Yet by all accounts, the race to win Florida, probably the first big state on the 2012 primary calendar, is wide open.
So it was that Tim Pawlenty touched down here after announcing his candidacy Monday in Iowa. In a 24-hour sweep through the Sunshine State, he raised money, expanded his Rolodex and won over some prominent GOP operatives who backed Romney or others in 2008 but are looking for a fresh face this time.
“This is a place that’s open to people from other places,” Pawlenty, a former Minnesota governor, said in a brief interview Tuesday in the Coral Gables office of Ann Herberger, a top Romney fundraiser in 2008 and a longtime adviser to former Florida governor Jeb Bush who is now guiding Pawlenty through Florida’s vast Republican orbit.
“This is a dynamic, open place, and I think it’s going to be favorable to me,” Pawlenty added. The Florida campaign, he said, “is not only an opportunity. It’s a necessity.”

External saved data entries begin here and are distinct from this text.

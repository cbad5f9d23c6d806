//! Session id reuse pool.
//!
//! Clients that opt in with `_reusable=true` and later reconnect without a
//! session id get their previous id back, which lets them skip the
//! new-session rate limit. Ids enter the pool only when a reusable session
//! ends by client cancellation.
//!
//! The pool is bounded. Entries are numbered by a monotonically increasing
//! counter; the ordered map over that counter gives global insertion order
//! for eviction, and per-key deques give most-recent-first reuse.

use std::collections::{BTreeMap, HashMap, VecDeque};
use std::sync::{Mutex, MutexGuard, PoisonError};

use ingest_gate_core::{ReuseKey, SessionId, SessionMeta, REUSABLE_META_KEY};
use tracing::info;

use crate::config::ReuseConfig;

/// Bounded store of reusable session ids keyed by [`ReuseKey`].
pub struct SessionIdsPool {
    config: ReuseConfig,
    inner: Mutex<PoolInner>,
}

#[derive(Default)]
struct PoolInner {
    /// Global insertion order: position -> entry.
    order: BTreeMap<u64, PoolEntry>,

    /// Positions per key, oldest first.
    by_key: HashMap<ReuseKey, VecDeque<u64>>,

    next_position: u64,
}

struct PoolEntry {
    key: ReuseKey,
    id: SessionId,
}

impl PoolInner {
    /// Remove the newest entry stashed under `key`.
    fn pop_newest(&mut self, key: &ReuseKey) -> Option<PoolEntry> {
        let positions = self.by_key.get_mut(key)?;
        let position = positions.pop_back();
        if positions.is_empty() {
            self.by_key.remove(key);
        }
        self.order.remove(&position?)
    }

    /// Remove the globally oldest entry. It is also the oldest of its key.
    fn pop_oldest(&mut self) -> Option<PoolEntry> {
        let (position, entry) = self.order.pop_first()?;
        if let Some(positions) = self.by_key.get_mut(&entry.key) {
            let front = positions.pop_front();
            debug_assert_eq!(front, Some(position));
            if positions.is_empty() {
                self.by_key.remove(&entry.key);
            }
        }
        Some(entry)
    }
}

impl SessionIdsPool {
    pub fn new(config: ReuseConfig) -> Self {
        Self {
            config,
            inner: Mutex::new(PoolInner::default()),
        }
    }

    /// Whether reuse is honored at all.
    pub fn enabled(&self) -> bool {
        self.config.enabled
    }

    pub fn capacity(&self) -> usize {
        self.config.capacity
    }

    /// Number of stashed ids.
    pub fn len(&self) -> usize {
        self.lock().order.len()
    }

    pub fn is_empty(&self) -> bool {
        self.len() == 0
    }

    fn lock(&self) -> MutexGuard<'_, PoolInner> {
        self.inner.lock().unwrap_or_else(PoisonError::into_inner)
    }

    /// Pop the `_reusable` flag off `meta` and derive the reuse key.
    ///
    /// Returns a key only when reuse is enabled and the flag is exactly
    /// `"true"`. When reuse is disabled the flag is left in place.
    pub fn try_extract_reuse_key(&self, meta: &mut SessionMeta) -> Option<ReuseKey> {
        if !self.config.enabled {
            return None;
        }
        let flag = meta.remove(REUSABLE_META_KEY)?;
        if flag != "true" {
            return None;
        }
        Some(ReuseKey::derive(meta))
    }

    /// Take the most recently stashed id for `key`.
    pub fn try_reuse(&self, key: &ReuseKey) -> Option<SessionId> {
        let entry = self.lock().pop_newest(key)?;
        info!(session_id = %entry.id, key = %key, "reused session id");
        Some(entry.id)
    }

    /// Stash `id` under `key`, evicting the globally oldest entry when the
    /// pool overflows.
    pub fn stash(&self, id: SessionId, key: ReuseKey) {
        let mut inner = self.lock();
        let position = inner.next_position;
        inner.next_position += 1;
        inner.by_key.entry(key.clone()).or_default().push_back(position);
        inner.order.insert(
            position,
            PoolEntry {
                key: key.clone(),
                id: id.clone(),
            },
        );

        while inner.order.len() > self.config.capacity {
            let Some(evicted) = inner.pop_oldest() else {
                break;
            };
            info!(session_id = %evicted.id, key = %evicted.key, "evicted session id");
        }
        drop(inner);

        info!(session_id = %id, key = %key, "stashed session id");
    }
}

#[cfg(test)]
mod tests {
    use super::*;
    use proptest::prelude::*;

    fn pool(capacity: usize) -> SessionIdsPool {
        SessionIdsPool::new(ReuseConfig {
            enabled: true,
            capacity,
        })
    }

    fn meta(pairs: &[(&str, &str)]) -> SessionMeta {
        pairs
            .iter()
            .map(|(k, v)| (k.to_string(), v.to_string()))
            .collect()
    }

    #[test]
    fn test_extract_reuse_key() {
        let pool = pool(10);
        let mut m = meta(&[("_reusable", "true"), ("k", "v"), ("app", "web")]);
        let key = pool.try_extract_reuse_key(&mut m).unwrap();
        assert_eq!(key.as_str(), "app=web,k=v");
        assert!(!m.contains_key("_reusable"));
    }

    #[test]
    fn test_extract_flag_not_true() {
        let pool = pool(10);
        let mut m = meta(&[("_reusable", "yes"), ("k", "v")]);
        assert!(pool.try_extract_reuse_key(&mut m).is_none());
        assert_eq!(m, meta(&[("k", "v")]));

        let mut m = meta(&[("k", "v")]);
        assert!(pool.try_extract_reuse_key(&mut m).is_none());
    }

    #[test]
    fn test_extract_disabled() {
        let pool = SessionIdsPool::new(ReuseConfig {
            enabled: false,
            capacity: 10,
        });
        let mut m = meta(&[("_reusable", "true")]);
        assert!(pool.try_extract_reuse_key(&mut m).is_none());
    }

    #[test]
    fn test_reuse_empty_or_unknown() {
        let pool = pool(10);
        assert!(pool.try_reuse(&ReuseKey::from("k=v")).is_none());
        pool.stash(SessionId::from("a"), ReuseKey::from("k=v"));
        assert!(pool.try_reuse(&ReuseKey::from("k=w")).is_none());
    }

    #[test]
    fn test_most_recent_stash_wins() {
        let pool = pool(10);
        let key = ReuseKey::from("k=v");
        pool.stash(SessionId::from("first"), key.clone());
        pool.stash(SessionId::from("second"), key.clone());

        assert_eq!(pool.try_reuse(&key), Some(SessionId::from("second")));
        assert_eq!(pool.try_reuse(&key), Some(SessionId::from("first")));
        assert_eq!(pool.try_reuse(&key), None);
        assert!(pool.is_empty());
    }

    #[test]
    fn test_evicts_globally_oldest() {
        let pool = pool(2);
        pool.stash(SessionId::from("A"), ReuseKey::from("a"));
        pool.stash(SessionId::from("B"), ReuseKey::from("b"));
        pool.stash(SessionId::from("C"), ReuseKey::from("c"));

        assert_eq!(pool.len(), 2);
        assert_eq!(pool.try_reuse(&ReuseKey::from("a")), None);
        assert_eq!(pool.try_reuse(&ReuseKey::from("b")), Some(SessionId::from("B")));
        assert_eq!(pool.try_reuse(&ReuseKey::from("c")), Some(SessionId::from("C")));
    }

    #[test]
    fn test_eviction_within_shared_key() {
        let pool = pool(2);
        let key = ReuseKey::from("k=v");
        pool.stash(SessionId::from("1"), key.clone());
        pool.stash(SessionId::from("2"), key.clone());
        pool.stash(SessionId::from("3"), key.clone());

        assert_eq!(pool.try_reuse(&key), Some(SessionId::from("3")));
        assert_eq!(pool.try_reuse(&key), Some(SessionId::from("2")));
        assert_eq!(pool.try_reuse(&key), None);
    }

    #[test]
    fn test_reuse_frees_capacity() {
        let pool = pool(2);
        pool.stash(SessionId::from("A"), ReuseKey::from("a"));
        pool.stash(SessionId::from("B"), ReuseKey::from("b"));
        assert!(pool.try_reuse(&ReuseKey::from("a")).is_some());
        pool.stash(SessionId::from("C"), ReuseKey::from("c"));

        assert_eq!(pool.try_reuse(&ReuseKey::from("b")), Some(SessionId::from("B")));
        assert_eq!(pool.try_reuse(&ReuseKey::from("c")), Some(SessionId::from("C")));
    }

    fn assert_indexes_agree(pool: &SessionIdsPool) {
        let inner = pool.lock();
        let indexed: usize = inner.by_key.values().map(VecDeque::len).sum();
        assert_eq!(indexed, inner.order.len());
        for (key, positions) in &inner.by_key {
            assert!(!positions.is_empty());
            assert!(positions.iter().zip(positions.iter().skip(1)).all(|(a, b)| a < b));
            for position in positions {
                assert_eq!(&inner.order[position].key, key);
            }
        }
    }

    proptest! {
        #[test]
        fn test_interleaved_stash_and_reuse(
            capacity in 1usize..6,
            ops in prop::collection::vec((any::<bool>(), 0u8..3), 0..60),
        ) {
            let pool = pool(capacity);
            // Oldest first.
            let mut model: Vec<(String, u8)> = Vec::new();
            for (i, (stash, k)) in ops.into_iter().enumerate() {
                let key = ReuseKey::from(format!("k{}", k).as_str());
                if stash {
                    pool.stash(SessionId::new(i.to_string()), key);
                    model.push((i.to_string(), k));
                    if model.len() > capacity {
                        model.remove(0);
                    }
                } else {
                    let expected = model
                        .iter()
                        .rposition(|(_, mk)| *mk == k)
                        .map(|at| model.remove(at).0);
                    let got = pool.try_reuse(&key).map(|id| id.as_str().to_string());
                    prop_assert_eq!(got, expected);
                }
                prop_assert_eq!(pool.len(), model.len());
                assert_indexes_agree(&pool);
            }
        }

        #[test]
        fn test_pool_keeps_newest_entries(
            capacity in 1usize..8,
            keys in prop::collection::vec(0u8..4, 0..40),
        ) {
            let pool = pool(capacity);
            for (i, k) in keys.iter().enumerate() {
                pool.stash(SessionId::new(i.to_string()), ReuseKey::from(format!("k{}", k).as_str()));
                prop_assert!(pool.len() <= capacity);
            }

            // Survivors are exactly the last `capacity` stashes.
            let start = keys.len().saturating_sub(capacity);
            let mut expected: Vec<String> = (start..keys.len()).map(|i| i.to_string()).collect();
            let mut found = Vec::new();
            for k in 0u8..4 {
                let key = ReuseKey::from(format!("k{}", k).as_str());
                while let Some(id) = pool.try_reuse(&key) {
                    found.push(id.as_str().to_string());
                }
            }
            expected.sort();
            found.sort();
            prop_assert_eq!(found, expected);
        }
    }
}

Earlier, he told a bank of local news cameras: “Florida is one of the big horses we’ve got to ride.”
It’s a horse all the candidates have to ride — at least those who hope to become the Republican nominee. Florida, after all, is where John McCain sealed the nomination three years ago.
The 2012 GOP primary calendar remains fluid, but Florida expects to be fifth, holding a primary sometime in March after voting is finished in Iowa, New Hampshire, South Carolina and Nevada.

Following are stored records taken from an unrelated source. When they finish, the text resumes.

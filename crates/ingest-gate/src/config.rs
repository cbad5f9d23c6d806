//! File and environment configuration.
//!
//! An [`AgentConfig`] is read from JSON:
//!
//! ```json
//! {
//!     "uri": "127.0.0.1:16301",
//!     "shared_secret_key": { "env": "INGEST_SECRET" },
//!     "memory_quota": "20mb",
//!     "max_receive_message_size": "4mb",
//!     "transport_error_log_level": "warn",
//!     "set_receipt_timestamp": true
//! }
//! ```
//!
//! Only `uri` is required. Two process-wide switches come from the
//! environment and are read once into [`EnvOverrides`].

use std::fmt;
use std::fs;
use std::path::{Path, PathBuf};
use std::str::FromStr;
use std::time::Duration;

use ingest_gate_router::InflightAction;
use ingest_gate_server::{ReuseConfig, ServerConfig, TcpTransportConfig, DEFAULT_MEMORY_QUOTA};
use serde::Deserialize;
use tracing::Level;

use crate::error::ConfigError;

/// Set to any non-empty value to disable session reuse.
pub const ENV_DISABLE_REUSE_SESSIONS: &str = "INGEST_GATE_DISABLE_REUSE_SESSIONS";

/// Set to any non-empty value to take receipt timestamps from message meta.
pub const ENV_PARSE_RECEIPT_TIMESTAMP_FROM_META: &str =
    "INGEST_GATE_PARSE_RECEIPT_TIMESTAMP_FROM_META";

const TCP_SCHEME: &str = "tcp://";

// ─────────────────────────────────────────────────────────────────────────────
// Value types
// ─────────────────────────────────────────────────────────────────────────────

/// A byte count, written as an integer or as a string with a unit suffix
/// (`b`, `kb`, `mb`, `gb`; binary multiples).
#[derive(Debug, Clone, Copy, PartialEq, Eq, Deserialize)]
#[serde(try_from = "RawDataSize")]
pub struct DataSize(pub u64);

impl DataSize {
    pub const fn bytes(self) -> u64 {
        self.0
    }

    /// The size as `usize`, saturating on narrow targets.
    pub fn as_usize(self) -> usize {
        usize::try_from(self.0).unwrap_or(usize::MAX)
    }
}

impl FromStr for DataSize {
    type Err = String;

    fn from_str(s: &str) -> Result<Self, Self::Err> {
        let lower = s.trim().to_ascii_lowercase();
        let split = lower
            .find(|c: char| !c.is_ascii_digit())
            .unwrap_or(lower.len());
        let (digits, unit) = lower.split_at(split);
        let value: u64 = digits
            .parse()
            .map_err(|_| format!("invalid data size [{}]", s))?;
        let multiplier: u64 = match unit.trim() {
            "" | "b" => 1,
            "k" | "kb" => 1 << 10,
            "m" | "mb" => 1 << 20,
            "g" | "gb" => 1 << 30,
            _ => return Err(format!("invalid data size unit in [{}]", s)),
        };
        value
            .checked_mul(multiplier)
            .map(DataSize)
            .ok_or_else(|| format!("data size [{}] overflows", s))
    }
}

impl fmt::Display for DataSize {
    fn fmt(&self, f: &mut fmt::Formatter<'_>) -> fmt::Result {
        write!(f, "{}b", self.0)
    }
}

#[derive(Deserialize)]
#[serde(untagged)]
enum RawDataSize {
    Bytes(u64),
    Text(String),
}

impl TryFrom<RawDataSize> for DataSize {
    type Error = String;

    fn try_from(raw: RawDataSize) -> Result<Self, Self::Error> {
        match raw {
            RawDataSize::Bytes(n) => Ok(DataSize(n)),
            RawDataSize::Text(s) => s.parse(),
        }
    }
}

/// Severity for transport error logs.
#[derive(Debug, Clone, Copy, PartialEq, Eq, Default, Deserialize)]
#[serde(rename_all = "lowercase")]
pub enum LogLevel {
    #[default]
    #[serde(alias = "err")]
    Error,
    #[serde(alias = "warning")]
    Warn,
    #[serde(alias = "notice")]
    Info,
    Debug,
    Trace,
}

impl From<LogLevel> for Level {
    fn from(level: LogLevel) -> Self {
        match level {
            LogLevel::Error => Level::ERROR,
            LogLevel::Warn => Level::WARN,
            LogLevel::Info => Level::INFO,
            LogLevel::Debug => Level::DEBUG,
            LogLevel::Trace => Level::TRACE,
        }
    }
}

/// Where the shared secret comes from.
#[derive(Clone, PartialEq, Eq, Deserialize)]
#[serde(untagged)]
pub enum SecretSource {
    /// The secret itself.
    Inline(String),
    /// Name of an environment variable holding the secret.
    Env { env: String },
    /// File holding the secret; surrounding whitespace is trimmed.
    File { file: PathBuf },
}

impl SecretSource {
    /// Load the secret.
    pub fn resolve(&self) -> Result<String, ConfigError> {
        self.resolve_with(|name| std::env::var(name).ok())
    }

    /// Load the secret, looking environment variables up with `lookup`.
    pub fn resolve_with<F>(&self, lookup: F) -> Result<String, ConfigError>
    where
        F: Fn(&str) -> Option<String>,
    {
        let secret_error = |reason: String| ConfigError::Secret {
            what: "shared secret key",
            reason,
        };
        match self {
            SecretSource::Inline(value) => Ok(value.clone()),
            SecretSource::Env { env } => lookup(env)
                .ok_or_else(|| secret_error(format!("environment variable [{}] is not set", env))),
            SecretSource::File { file } => fs::read_to_string(file)
                .map(|s| s.trim().to_string())
                .map_err(|err| secret_error(format!("[{}]: {}", file.display(), err))),
        }
    }
}

impl fmt::Debug for SecretSource {
    fn fmt(&self, f: &mut fmt::Formatter<'_>) -> fmt::Result {
        match self {
            SecretSource::Inline(_) => f.write_str("Inline(..)"),
            SecretSource::Env { env } => f.debug_struct("Env").field("env", env).finish(),
            SecretSource::File { file } => f.debug_struct("File").field("file", file).finish(),
        }
    }
}

// ─────────────────────────────────────────────────────────────────────────────
// Agent config
// ─────────────────────────────────────────────────────────────────────────────

fn default_memory_quota() -> DataSize {
    DataSize(DEFAULT_MEMORY_QUOTA as u64)
}

fn default_true() -> bool {
    true
}

/// Gateway configuration as written in a config file.
#[derive(Debug, Clone, Deserialize)]
#[serde(deny_unknown_fields)]
pub struct AgentConfig {
    /// Listen address, `host:port` or `tcp://host:port`.
    pub uri: String,

    #[serde(default)]
    pub shared_secret_key: Option<SecretSource>,

    /// Transport memory quota.
    #[serde(default = "default_memory_quota")]
    pub memory_quota: DataSize,

    #[serde(default)]
    pub max_receive_message_size: Option<DataSize>,

    #[serde(default)]
    pub transport_error_log_level: LogLevel,

    #[serde(default = "default_true", alias = "_set_receipt_timestamp")]
    pub set_receipt_timestamp: bool,

    /// Downstream inflight limit action; only `drop` is supported.
    #[serde(default)]
    pub inflight_action: Option<String>,

    /// Seconds `stop` waits for sessions to wind down.
    #[serde(default)]
    pub shutdown_grace_secs: Option<u64>,
}

impl AgentConfig {
    /// Config listening on `uri` with everything else defaulted.
    pub fn new(uri: impl Into<String>) -> Self {
        Self {
            uri: uri.into(),
            shared_secret_key: None,
            memory_quota: default_memory_quota(),
            max_receive_message_size: None,
            transport_error_log_level: LogLevel::default(),
            set_receipt_timestamp: true,
            inflight_action: None,
            shutdown_grace_secs: None,
        }
    }

    /// Parse and validate a JSON config.
    pub fn from_json(json: &str) -> Result<Self, ConfigError> {
        let config: AgentConfig = serde_json::from_str(json)?;
        config.validate()?;
        Ok(config)
    }

    /// Read, parse, and validate a JSON config file.
    pub fn load(path: impl AsRef<Path>) -> Result<Self, ConfigError> {
        let path = path.as_ref();
        let json = fs::read_to_string(path).map_err(|source| ConfigError::Read {
            path: path.to_path_buf(),
            source,
        })?;
        Self::from_json(&json)
    }

    /// Check constraints serde cannot express.
    pub fn validate(&self) -> Result<(), ConfigError> {
        self.listen_addr()?;
        if let Some(action) = &self.inflight_action {
            let action: InflightAction = action.parse().map_err(ConfigError::Invalid)?;
            if action != InflightAction::Drop {
                return Err(ConfigError::Invalid(format!(
                    "inflight action [{}] is not supported, use [drop]",
                    action
                )));
            }
        }
        if let Some(max) = self.max_receive_message_size {
            if max.bytes() == 0 || max.bytes() > u32::MAX as u64 {
                return Err(ConfigError::Invalid(format!(
                    "max_receive_message_size [{}] out of range",
                    max
                )));
            }
        }
        Ok(())
    }

    /// Socket address to bind, with any `tcp://` prefix removed.
    pub fn listen_addr(&self) -> Result<&str, ConfigError> {
        let uri = self.uri.trim();
        if uri.is_empty() {
            return Err(ConfigError::Invalid("uri must not be empty".into()));
        }
        if let Some(addr) = uri.strip_prefix(TCP_SCHEME) {
            return Ok(addr);
        }
        if uri.contains("://") {
            return Err(ConfigError::Invalid(format!(
                "unsupported uri scheme in [{}]",
                uri
            )));
        }
        Ok(uri)
    }

    /// Resolve the shared secret, if configured.
    pub fn resolve_secret(&self) -> Result<Option<String>, ConfigError> {
        self.shared_secret_key
            .as_ref()
            .map(SecretSource::resolve)
            .transpose()
    }

    /// Runtime server settings.
    pub fn server_config(&self, secret: Option<String>, env: &EnvOverrides) -> ServerConfig {
        let defaults = ServerConfig::default();
        ServerConfig {
            shared_secret_key: secret.filter(|s| !s.is_empty()),
            max_receive_message_size: self
                .max_receive_message_size
                .map(DataSize::as_usize)
                .unwrap_or(defaults.max_receive_message_size),
            transport_error_log_level: self.transport_error_log_level.into(),
            set_receipt_timestamp: self.set_receipt_timestamp,
            parse_receipt_timestamp_from_meta: env.parse_receipt_timestamp_from_meta,
            reuse: ReuseConfig {
                enabled: !env.disable_reuse_sessions,
                ..ReuseConfig::default()
            },
            shutdown_grace: self
                .shutdown_grace_secs
                .map(Duration::from_secs)
                .unwrap_or(defaults.shutdown_grace),
        }
    }

    /// TCP transport settings.
    pub fn transport_config(&self) -> TcpTransportConfig {
        let defaults = TcpTransportConfig::default();
        TcpTransportConfig {
            max_receive_message_size: self
                .max_receive_message_size
                .map(DataSize::as_usize)
                .unwrap_or(defaults.max_receive_message_size),
            memory_quota: self.memory_quota.as_usize(),
        }
    }
}

/// Switches read from the environment at startup.
#[derive(Debug, Clone, Copy, Default, PartialEq, Eq)]
pub struct EnvOverrides {
    pub disable_reuse_sessions: bool,
    pub parse_receipt_timestamp_from_meta: bool,
}

impl EnvOverrides {
    /// Read the process environment.
    pub fn from_env() -> Self {
        Self::from_lookup(|name| std::env::var(name).ok())
    }

    /// Read through `lookup`; a variable counts as set when non-empty.
    pub fn from_lookup<F>(lookup: F) -> Self
    where
        F: Fn(&str) -> Option<String>,
    {
        let set = |name: &str| lookup(name).is_some_and(|v| !v.is_empty());
        Self {
            disable_reuse_sessions: set(ENV_DISABLE_REUSE_SESSIONS),
            parse_receipt_timestamp_from_meta: set(ENV_PARSE_RECEIPT_TIMESTAMP_FROM_META),
        }
    }
}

“Florida is the first state whose primary will really mirror the nation,” said Sally Bradshaw, a longtime GOP operative here who signed up to work for Mississippi Gov. Haley Barbour but has not backed another candidate since Barbour bowed out.
“There’s so much diversity here, you have to win Florida to be the nominee,” Bradshaw added. “The electorate here is largely undecided. Voters in Florida are not focused. We’re not Iowa, we’re not New Hampshire or even South Carolina. People here have not begun to pay attention.”
Unlike in the other early states, no candidate has particularly strong roots or an imposing network of support here. The Florida Republican Party will host a straw poll in September that could give a shot in the arm to a candidate who mobilizes grass-roots supporters.
This is an opportunity for all the major candidates, but perhaps most for Pawlenty and Jon Huntsman Jr., a former Utah governor and former ambassador to China who has not officially declared a bid. Both underdogs are jockeying to establish themselves as the leading challenger to Romney, who, though also an unofficial candidate at this point, is the presumptive front-runner.